Use Heap Memory is referring to where in memory these spawned Actors are being stored. I won't go into full detail as to what heap memory is, as it doesn't have much to do with the actual game itself. In C/C++ and other languages there are two different ways of storing something in memory, either the stack or the heap. The stack is where a lot of your memory will be allocated and managed by the CPU. On the other hand, the heap is memory that you would allocate yourself manually and you have full management over it. This means, you control the entire lifecycle of this memory, which means if you don't free this memory, you can cause what's known as a memory leak. To learn more about stack and heap, you can look at this page here, or search online. As you can see here, there are 11 loaded actors and it's taking up 40.45 MB to load these 11 actors. For the demo, they were all Garulas.

Under this we see three categories from these scrollable sections, category, character data entry and use memory category. Category seems to just be a category of where different characters are stored like monsters in this case. The character data entry is a list of the different characters and some other information. There's a percentage for each of these, however, I'm not entirely sure what it's representing. They could be spawn rates, but it could just be anything, same with the circle and triangle symbol.

The last section for use memory category likely has to do with the way the team manage their heap memory which is really smart. The reason they're all in capital letters with underscores is because they are likely some form of constant which it is common practice to use all caps like this. Basically, these values can be used to "tag" the blocks of memory they allocate to the heap so they can easily see what is what if they need to debug something in memory.

The most interesting thing here are the different enemies which some you might recognize, some you might not. I've created images for each of the enemies listed here. Some of them are from XV, some are from other Final Fantasy games, and some are complete guesses or an image used to represent the enemy in some way. I've placed them all in a spoiler tag as it will take up quite a bit of room. Keep in mind, these are all in order from how they appear in the list on the debug window minus some of the small and large variants.

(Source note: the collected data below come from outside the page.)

/// OneBot v11 frame parsing.
/// Only the subset the bot needs: message events with segment arrays,
/// lifecycle meta events and action response envelopes.
use serde::{Deserialize, Serialize};
use serde_json::{json, Value};

/// Where a message came from, and therefore where a reply goes.
#[derive(Debug, Clone, PartialEq)]
pub enum ChatTarget {
    Private { user_id: i64 },
    Group { group_id: i64 },
}

/// One segment of a OneBot message array
#[derive(Debug, Clone, PartialEq)]
pub enum Segment {
    Text(String),
    /// `qq` is `None` for `@all`
    At { qq: Option<i64> },
    Other(String),
}

/// Parsed incoming chat message
#[derive(Debug, Clone)]
pub struct MessageEvent {
    pub self_id: i64,
    pub user_id: i64,
    pub target: ChatTarget,
    pub segments: Vec<Segment>,
    pub sender_nickname: Option<String>,
}

impl MessageEvent {
    /// Concatenated text segments, trimmed. Commands are matched against this.
    pub fn text(&self) -> String {
        let mut out = String::new();
        for seg in &self.segments {
            if let Segment::Text(t) = seg {
                out.push_str(t);
            }
        }
        out.trim().to_string()
    }

    /// Users mentioned with `@`, excluding the bot itself and `@all`.
    pub fn mentioned_users(&self) -> Vec<i64> {
        self.segments
            .iter()
            .filter_map(|seg| match seg {
                Segment::At { qq: Some(qq) } if *qq != self.self_id => Some(*qq),
                _ => None,
            })
            .collect()
    }

    pub fn group_id(&self) -> Option<i64> {
        match self.target {
            ChatTarget::Group { group_id } => Some(group_id),
            ChatTarget::Private { .. } => None,
        }
    }
}

/// A frame received on the WebSocket link
#[derive(Debug)]
pub enum Frame {
    Message(MessageEvent),
    /// `meta_event` lifecycle connect
    Lifecycle { self_id: i64 },
    Response(ApiResponse),
    Ignored,
}

/// Action response envelope, shared by the WebSocket and HTTP transports.
#[derive(Debug, Clone, Serialize, Deserialize, PartialEq)]
pub struct ApiResponse {
    #[serde(default)]
    pub status: String,
    #[serde(default)]
    pub retcode: i64,
    #[serde(default)]
    pub data: Value,
    #[serde(default)]
    pub message: String,
    #[serde(default)]
    pub wording: String,
    #[serde(default, skip_serializing_if = "Option::is_none")]
    pub echo: Option<String>,
}

/// Why the platform refused an action
#[derive(Debug, Clone, Copy, PartialEq, Eq)]
pub enum FailureKind {
    /// Daily like cap for this target reached
    RateLimited,
    /// Target does not accept likes from strangers
    PermissionDenied,
    Unknown,
}

/// A `status: failed` answer, classified once at the protocol boundary.
#[derive(Debug, Clone, PartialEq)]
pub struct ApiFailure {
    pub kind: FailureKind,
    pub retcode: i64,
    pub message: String,
}

impl FailureKind {
    /// NapCat reports these conditions only through human-readable text,
    /// e.g. "点赞失败 今日同一好友点赞数已达上限".
    pub fn classify(text: &str) -> Self {
        let lower = text.to_lowercase();
        if text.contains("已达") || text.contains("上限") || lower.contains("limit") {
            FailureKind::RateLimited
        } else if text.contains("权限") || lower.contains("permission") {
            FailureKind::PermissionDenied
        } else {
            FailureKind::Unknown
        }
    }
}

impl ApiResponse {
    pub fn is_ok(&self) -> bool {
        self.status == "ok" || (self.status.is_empty() && self.retcode == 0)
    }

    /// Splits the envelope into its payload or a classified failure.
    pub fn into_result(self) -> Result<Value, ApiFailure> {
        if self.is_ok() {
            return Ok(self.data);
        }
        let message = if self.wording.is_empty() {
            self.message
        } else if self.message.is_empty() || self.message == self.wording {
            self.wording
        } else {
            format!("{} ({})", self.message, self.wording)
        };
        Err(ApiFailure {
            kind: FailureKind::classify(&message),
            retcode: self.retcode,
            message,
        })
    }
}

/// Builds an action request frame
pub fn build_action(action: &str, params: &Value, echo: &str) -> String {
    json!({
        "action": action,
        "params": params,
        "echo": echo,
    })
    .to_string()
}

/// Builds the `send_msg` params for a plain-text reply
pub fn build_reply_params(target: &ChatTarget, text: &str) -> Value {
    let message = json!([{ "type": "text", "data": { "text": text } }]);
    match target {
        ChatTarget::Private { user_id } => json!({
            "message_type": "private",
            "user_id": user_id,
            "message": message,
        }),
        ChatTarget::Group { group_id } => json!({
            "message_type": "group",
            "group_id": group_id,
            "message": message,
        }),
    }
}

/// Parses one text frame from the link.
pub fn parse_frame(raw: &str) -> Result<Frame, serde_json::Error> {
    let value: Value = serde_json::from_str(raw)?;

    if let Some(post_type) = value.get("post_type").and_then(Value::as_str) {
        return Ok(match post_type {
            "message" => parse_message(&value).map_or(Frame::Ignored, Frame::Message),
            "meta_event" => {
                let is_connect = value.get("meta_event_type").and_then(Value::as_str)
                    == Some("lifecycle")
                    && value.get("sub_type").and_then(Value::as_str) == Some("connect");
                match as_id(value.get("self_id")) {
                    Some(self_id) if is_connect => Frame::Lifecycle { self_id },
                    _ => Frame::Ignored,
                }
            }
            _ => Frame::Ignored,
        });
    }

    if value.get("echo").is_some() || value.get("retcode").is_some() {
        let response: ApiResponse = serde_json::from_value(value)?;
        return Ok(Frame::Response(response));
    }

    Ok(Frame::Ignored)
}

fn parse_message(value: &Value) -> Option<MessageEvent> {
    let self_id = as_id(value.get("self_id"))?;
    let user_id = as_id(value.get("user_id"))?;
    let target = match value.get("message_type").and_then(Value::as_str)? {
        "group" => ChatTarget::Group {
            group_id: as_id(value.get("group_id"))?,
        },
        "private" => ChatTarget::Private { user_id },
        _ => return None,
    };

    let segments = match value.get("message") {
        Some(Value::Array(items)) => items.iter().map(parse_segment).collect(),
        // String-format messages carry no structured @ mentions
        Some(Value::String(s)) => vec![Segment::Text(s.clone())],
        _ => Vec::new(),
    };

    let sender_nickname = value
        .get("sender")
        .and_then(|s| s.get("nickname"))
        .and_then(Value::as_str)
        .map(String::from);

    Some(MessageEvent {
        self_id,
        user_id,
        target,
        segments,
        sender_nickname,
    })
}

fn parse_segment(item: &Value) -> Segment {
    let kind = item.get("type").and_then(Value::as_str).unwrap_or_default();
    let data = item.get("data");
    match kind {
        "text" => Segment::Text(
            data.and_then(|d| d.get("text"))
                .and_then(Value::as_str)
                .unwrap_or_default()
                .to_string(),
        ),
        "at" => Segment::At {
            qq: as_id(data.and_then(|d| d.get("qq"))),
        },
        other => Segment::Other(other.to_string()),
    }
}

/// OneBot hosts disagree on whether ids are numbers or strings.
pub fn as_id(value: Option<&Value>) -> Option<i64> {
    match value? {
        Value::Number(n) => n.as_i64(),
        Value::String(s) => s.trim().parse().ok(),
        _ => None,
    }
}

Most of these are self explanatory, but I'll explain a few of them since they're not going to be obvious. Again, I spoiled this section for those not interested.
Aspidochelon is the giant Adamantoise we've seen in the past.

Toutetsu
and Touketsu are the Sabertusk and Saberclaw enemies respectively. I made the Saberclaw just a blue Sabertusk because I couldn't find a good picture of one online.

Kyuki
is part of Japanese myth known as Yokai which you may be familiar with in Yo-kai Watch. Kyuki is refered to as Kamaitachi and you can read more about it on Wikipedia.

Konton
comes from Chinese mythology and refers to Chaos. The Chaos in FFXIII was actually written as Konton. Konton can be depicted as a dog, so put all of that together and you see why I picked the derpy dog from FFXIII. You can read more about Konton here.

Mushufushu
has a few different forms in Final Fantasy, but I picked the one from FFIX which is translated into Serption. The origins of this name come from ancient Mesopotamia as "Mušḫuššu". It is a bit of a Chimerical creature which is why I went with the FFIX incarnation over the other ones which don't really look like the original creature the name comes from.

Garm
is a wolf which comes from Norse mythology, it's in many different Final Fantasy games. The one I chose for the image is from FFX.

Bicorn
I ended up using a picture from Shin Megami Tensei III, as the only Bicorn enemies from Final Fantasy are just Dualhorns. This could be a variant on Mesmerize, or a completely different animal.

Anak in case you didn't know is the name of the Antelope type creature we see in Platinum Demo.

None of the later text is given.